Aim of the task: Please return all of the records that follow, exactly as written.
....................
// Worker runner - spawn a synthesis worker, feed stdin, collect output

use crate::error::{ErrorCode, Result, SynthError};
use crate::process::handle::WorkerHandle;
use crate::process::registry::{JobRecord, ProcessRegistry};
use crate::utils::logging::preview;
use bytes::Bytes;
use std::process::Stdio;
use std::time::Duration;
use tokio::io::AsyncWriteExt;
use tokio::process::{Child, Command};
use tokio::time::Instant;
use tracing::{debug, warn};

/// Extra time past the job timeout before the runner stops waiting on its own.
const REAPER_SLACK: Duration = Duration::from_secs(1);

/// How to launch a worker.
#[derive(Debug, Clone)]
pub struct WorkerCommand {
    pub program: String,
    pub args: Vec<String>,
    /// Niceness increment for the worker (unix only, 0 leaves it unchanged).
    pub niceness: i32,
}

impl WorkerCommand {
    pub fn new(program: impl Into<String>) -> Self {
        Self {
            program: program.into(),
            args: Vec::new(),
            niceness: 0,
        }
    }

    pub fn args<I, S>(mut self, args: I) -> Self
    where
        I: IntoIterator<Item = S>,
        S: Into<String>,
    {
        self.args.extend(args.into_iter().map(Into::into));
        self
    }

    fn build(&self) -> Command {
        let mut cmd = Command::new(&self.program);
        cmd.args(&self.args)
            .stdin(Stdio::piped())
            .stdout(Stdio::piped())
            .stderr(Stdio::piped())
            .kill_on_drop(true);

        // Own process group so a signal reaches the whole worker tree
        #[cfg(unix)]
        {
            let niceness = self.niceness;
            // SAFETY: setpgid and nice are async-signal-safe and do not allocate.
            unsafe {
                cmd.pre_exec(move || {
                    if libc::setpgid(0, 0) != 0 {
                        return Err(std::io::Error::last_os_error());
                    }
                    if niceness != 0 {
                        let _ = libc::nice(niceness);
                    }
                    Ok(())
                });
            }
        }

        cmd
    }
}

/// One job's spawn parameters.
#[derive(Debug, Clone)]
pub struct JobSpec {
    pub correlation_id: String,
    pub model: String,
    pub stdin: Bytes,
    pub start_timeout: Duration,
    pub exec_timeout: Duration,
}

/// Raw result of a finished worker.
#[derive(Debug, Clone)]
pub struct WorkerOutput {
    pub stdout: Bytes,
    pub stderr: String,
    /// `None` when the worker died from a signal.
    pub exit_code: Option<i32>,
    pub duration: Duration,
}

impl WorkerOutput {
    /// Treat the output as synthesized audio, rejecting failed or empty runs.
    pub fn into_audio(self, correlation_id: &str) -> Result<Bytes> {
        if self.exit_code != Some(0) {
            return Err(SynthError::new(
                ErrorCode::TtsEngineFailed,
                format!(
                    "Worker exited with {}",
                    self.exit_code
                        .map_or_else(|| "a signal".to_string(), |code| format!("code {}", code))
                ),
            )
            .with_detail("exit_code", self.exit_code)
            .with_detail("stderr", preview(self.stderr.trim(), 500))
            .with_correlation_id(correlation_id));
        }

        if self.stdout.is_empty() {
            return Err(
                SynthError::new(ErrorCode::TtsEngineFailed, "Worker produced no output")
                    .with_detail("stderr", preview(self.stderr.trim(), 500))
                    .with_correlation_id(correlation_id),
            );
        }

        Ok(self.stdout)
    }
}

/// Unregisters the job when dropped before completion, killing the worker.
struct Registration<'a> {
    registry: &'a ProcessRegistry,
    correlation_id: &'a str,
    armed: bool,
}

impl Registration<'_> {
    /// `None` means the registry reaped the job first.
    fn complete(mut self) -> Option<JobRecord> {
        self.armed = false;
        self.registry.unregister(self.correlation_id)
    }
}

impl Drop for Registration<'_> {
    fn drop(&mut self) {
        if self.armed {
            self.registry.force_terminate(self.correlation_id);
        }
    }
}

/// Spawn a worker, register it, write `stdin`, and wait for it to finish.
///
/// The registry's reaper enforces `exec_timeout`. A job it reaps comes back
/// as `TTS_TIMEOUT`.
pub async fn spawn_and_run(
    registry: &ProcessRegistry,
    command: &WorkerCommand,
    job: JobSpec,
) -> Result<WorkerOutput> {
    let correlation_id = job.correlation_id.as_str();
    let started = Instant::now();

    let mut child = spawn_with_timeout(command, job.start_timeout)
        .await
        .map_err(|e| e.with_correlation_id(correlation_id))?;

    let Some(pid) = child.id() else {
        return Err(SynthError::new(
            ErrorCode::TtsEngineFailed,
            "Worker exited before it could be tracked",
        )
        .with_correlation_id(correlation_id));
    };

    registry.register(JobRecord::new(
        correlation_id,
        job.exec_timeout,
        WorkerHandle::new(pid),
        job.model.as_str(),
        job.stdin.len(),
    ))?;
    let registration = Registration {
        registry,
        correlation_id,
        armed: true,
    };
    debug!(correlation_id, pid, program = %command.program, "Worker spawned");

    let stdin = child.stdin.take();
    let payload = job.stdin.clone();
    let writer = async move {
        if let Some(mut stdin) = stdin {
            stdin.write_all(&payload).await?;
            stdin.shutdown().await?;
        }
        Ok::<(), std::io::Error>(())
    };

    let bound = job.exec_timeout + registry.reaper_interval() * 2 + REAPER_SLACK;
    let waited = tokio::time::timeout(bound, async {
        tokio::join!(writer, child.wait_with_output())
    })
    .await;

    let (written, output) = match waited {
        Ok(result) => result,
        Err(_) => {
            // Reaper never got to it; the registration guard kills the worker
            drop(registration);
            return Err(timeout_error(correlation_id, job.exec_timeout));
        }
    };

    if registration.complete().is_none() {
        return Err(timeout_error(correlation_id, job.exec_timeout));
    }

    if let Err(e) = written {
        // Workers may exit without reading all input
        if e.kind() != std::io::ErrorKind::BrokenPipe {
            warn!(correlation_id, error = %e, "Failed writing worker stdin");
        }
    }

    let output = output.map_err(|e| SynthError::from(e).with_correlation_id(correlation_id))?;
    let duration = started.elapsed();
    debug!(
        correlation_id,
        exit_code = ?output.status.code(),
        stdout_bytes = output.stdout.len(),
        duration_ms = duration.as_millis() as u64,
        "Worker finished"
    );

    Ok(WorkerOutput {
        stdout: Bytes::from(output.stdout),
        stderr: String::from_utf8_lossy(&output.stderr).into_owned(),
        exit_code: output.status.code(),
        duration,
    })
}

async fn spawn_with_timeout(command: &WorkerCommand, start_timeout: Duration) -> Result<Child> {
    let mut cmd = command.build();
    let spawning = tokio::task::spawn_blocking(move || cmd.spawn());

    match tokio::time::timeout(start_timeout, spawning).await {
        Ok(Ok(Ok(child))) => Ok(child),
        Ok(Ok(Err(e))) => {
            let code = if e.kind() == std::io::ErrorKind::NotFound {
                ErrorCode::DependencyMissing
            } else {
                ErrorCode::TtsEngineFailed
            };
            Err(SynthError::new(code, format!("Failed to start worker: {}", e))
                .with_detail("command", command.program.as_str())
                .with_source(e))
        }
        Ok(Err(join_error)) => Err(SynthError::new(
            ErrorCode::TtsEngineFailed,
            format!("Worker spawn task failed: {}", join_error),
        )),
        Err(_) => Err(SynthError::new(
            ErrorCode::TtsTimeout,
            format!(
                "Worker did not start within {:.1}s",
                start_timeout.as_secs_f64()
            ),
        )
        .with_detail("phase", "start")
        .with_detail("timeout", start_timeout.as_secs_f64())),
    }
}

fn timeout_error(correlation_id: &str, timeout: Duration) -> SynthError {
    SynthError::new(
        ErrorCode::TtsTimeout,
        format!("Synthesis exceeded {:.1}s", timeout.as_secs_f64()),
    )
    .with_detail("phase", "exec")
    .with_detail("timeout", timeout.as_secs_f64())
    .with_correlation_id(correlation_id)
}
....................
Task response:
// Worker runner - spawn a synthesis worker, feed stdin, collect output

use crate::error::{ErrorCode, Result, SynthError};
use crate::process::handle::WorkerHandle;
use crate::process::registry::{JobRecord, ProcessRegistry};
use crate::utils::logging::preview;
use bytes::Bytes;
use std::process::Stdio;
use std::time::Duration;
use tokio::io::AsyncWriteExt;
use tokio::process::{Child, Command};
use tokio::time::Instant;
use tracing::{debug, warn};

/// Extra time past the job timeout before the runner stops waiting on its own.
const REAPER_SLACK: Duration = Duration::from_secs(1);

/// How to launch a worker.
#[derive(Debug, Clone)]
pub struct WorkerCommand {
    pub program: String,
    pub args: Vec<String>,
    /// Niceness increment for the worker (unix only, 0 leaves it unchanged).
    pub niceness: i32,
}

impl WorkerCommand {
    pub fn new(program: impl Into<String>) -> Self {
        Self {
            program: program.into(),
            args: Vec::new(),
            niceness: 0,
        }
    }

    pub fn args<I, S>(mut self, args: I) -> Self
    where
        I: IntoIterator<Item = S>,
        S: Into<String>,
    {
        self.args.extend(args.into_iter().map(Into::into));
        self
    }

    fn build(&self) -> Command {
        let mut cmd = Command::new(&self.program);
        cmd.args(&self.args)
            .stdin(Stdio::piped())
            .stdout(Stdio::piped())
            .stderr(Stdio::piped())
            .kill_on_drop(true);

        // Own process group so a signal reaches the whole worker tree
        #[cfg(unix)]
        {
            let niceness = self.niceness;
            // SAFETY: setpgid and nice are async-signal-safe and do not allocate.
            unsafe {
                cmd.pre_exec(move || {
                    if libc::setpgid(0, 0) != 0 {
                        return Err(std::io::Error::last_os_error());
                    }
                    if niceness != 0 {
                        let _ = libc::nice(niceness);
                    }
                    Ok(())
                });
            }
        }

        cmd
    }
}

/// One job's spawn parameters.
#[derive(Debug, Clone)]
pub struct JobSpec {
    pub correlation_id: String,
    pub model: String,
    pub stdin: Bytes,
    pub start_timeout: Duration,
    pub exec_timeout: Duration,
}

/// Raw result of a finished worker.
#[derive(Debug, Clone)]
pub struct WorkerOutput {
    pub stdout: Bytes,
    pub stderr: String,
    /// `None` when the worker died from a signal.
    pub exit_code: Option<i32>,
    pub duration: Duration,
}

impl WorkerOutput {
    /// Treat the output as synthesized audio, rejecting failed or empty runs.
    pub fn into_audio(self, correlation_id: &str) -> Result<Bytes> {
        if self.exit_code != Some(0) {
            return Err(SynthError::new(
                ErrorCode::TtsEngineFailed,
                format!(
                    "Worker exited with {}",
                    self.exit_code
                        .map_or_else(|| "a signal".to_string(), |code| format!("code {}", code))
                ),
            )
            .with_detail("exit_code", self.exit_code)
            .with_detail("stderr", preview(self.stderr.trim(), 500))
            .with_correlation_id(correlation_id));
        }

        if self.stdout.is_empty() {
            return Err(
                SynthError::new(ErrorCode::TtsEngineFailed, "Worker produced no output")
                    .with_detail("stderr", preview(self.stderr.trim(), 500))
                    .with_correlation_id(correlation_id),
            );
        }

        Ok(self.stdout)
    }
}

/// Unregisters the job when dropped before completion, killing the worker.
struct Registration<'a> {
    registry: &'a ProcessRegistry,
    correlation_id: &'a str,
    armed: bool,
}

impl Registration<'_> {
    /// `None` means the registry reaped the job first.
    fn complete(mut self) -> Option<JobRecord> {
        self.armed = false;
        self.registry.unregister(self.correlation_id)
    }
}

impl Drop for Registration<'_> {
    fn drop(&mut self) {
        if self.armed {
            self.registry.force_terminate(self.correlation_id);
        }
    }
}

/// Spawn a worker, register it, write `stdin`, and wait for it to finish.
///
/// The registry's reaper enforces `exec_timeout`. A job it reaps comes back
/// as `TTS_TIMEOUT`.
pub async fn spawn_and_run(
    registry: &ProcessRegistry,
    command: &WorkerCommand,
    job: JobSpec,
) -> Result<WorkerOutput> {
    let correlation_id = job.correlation_id.as_str();
    let started = Instant::now();

    let mut child = spawn_with_timeout(command, job.start_timeout)
        .await
        .map_err(|e| e.with_correlation_id(correlation_id))?;

    let Some(pid) = child.id() else {
        return Err(SynthError::new(
            ErrorCode::TtsEngineFailed,
            "Worker exited before it could be tracked",
        )
        .with_correlation_id(correlation_id));
    };

    registry.register(JobRecord::new(
        correlation_id,
        job.exec_timeout,
        WorkerHandle::new(pid),
        job.model.as_str(),
        job.stdin.len(),
    ))?;
    let registration = Registration {
        registry,
        correlation_id,
        armed: true,
    };
    debug!(correlation_id, pid, program = %command.program, "Worker spawned");

    let stdin = child.stdin.take();
    let payload = job.stdin.clone();
    let writer = async move {
        if let Some(mut stdin) = stdin {
            stdin.write_all(&payload).await?;
            stdin.shutdown().await?;
        }
        Ok::<(), std::io::Error>(())
    };

    let bound = job.exec_timeout + registry.reaper_interval() * 2 + REAPER_SLACK;
    let waited = tokio::time::timeout(bound, async {
        tokio::join!(writer, child.wait_with_output())
    })
    .await;

    let (written, output) = match waited {
        Ok(result) => result,
        Err(_) => {
            // Reaper never got to it; the registration guard kills the worker
            drop(registration);
            return Err(timeout_error(correlation_id, job.exec_timeout));
        }
    };

    if registration.complete().is_none() {
        return Err(timeout_error(correlation_id, job.exec_timeout));
    }

    if let Err(e) = written {
        // Workers may exit without reading all input
        if e.kind() != std::io::ErrorKind::BrokenPipe {
            warn!(correlation_id, error = %e, "Failed writing worker stdin");
        }
    }

    let output = output.map_err(|e| SynthError::from(e).with_correlation_id(correlation_id))?;
    let duration = started.elapsed();
    debug!(
        correlation_id,
        exit_code = ?output.status.code(),
        stdout_bytes = output.stdout.len(),
        duration_ms = duration.as_millis() as u64,
        "Worker finished"
    );

    Ok(WorkerOutput {
        stdout: Bytes::from(output.stdout),
        stderr: String::from_utf8_lossy(&output.stderr).into_owned(),
        exit_code: output.status.code(),
        duration,
    })
}

async fn spawn_with_timeout(command: &WorkerCommand, start_timeout: Duration) -> Result<Child> {
    let mut cmd = command.build();
    let spawning = tokio::task::spawn_blocking(move || cmd.spawn());

    match tokio::time::timeout(start_timeout, spawning).await {
        Ok(Ok(Ok(child))) => Ok(child),
        Ok(Ok(Err(e))) => {
            let code = if e.kind() == std::io::ErrorKind::NotFound {
                ErrorCode::DependencyMissing
            } else {
                ErrorCode::TtsEngineFailed
            };
            Err(SynthError::new(code, format!("Failed to start worker: {}", e))
                .with_detail("command", command.program.as_str())
                .with_source(e))
        }
        Ok(Err(join_error)) => Err(SynthError::new(
            ErrorCode::TtsEngineFailed,
            format!("Worker spawn task failed: {}", join_error),
        )),
        Err(_) => Err(SynthError::new(
            ErrorCode::TtsTimeout,
            format!(
                "Worker did not start within {:.1}s",
                start_timeout.as_secs_f64()
            ),
        )
        .with_detail("phase", "start")
        .with_detail("timeout", start_timeout.as_secs_f64())),
    }
}

fn timeout_error(correlation_id: &str, timeout: Duration) -> SynthError {
    SynthError::new(
        ErrorCode::TtsTimeout,
        format!("Synthesis exceeded {:.1}s", timeout.as_secs_f64()),
    )
    .with_detail("phase", "exec")
    .with_detail("timeout", timeout.as_secs_f64())
    .with_correlation_id(correlation_id)
}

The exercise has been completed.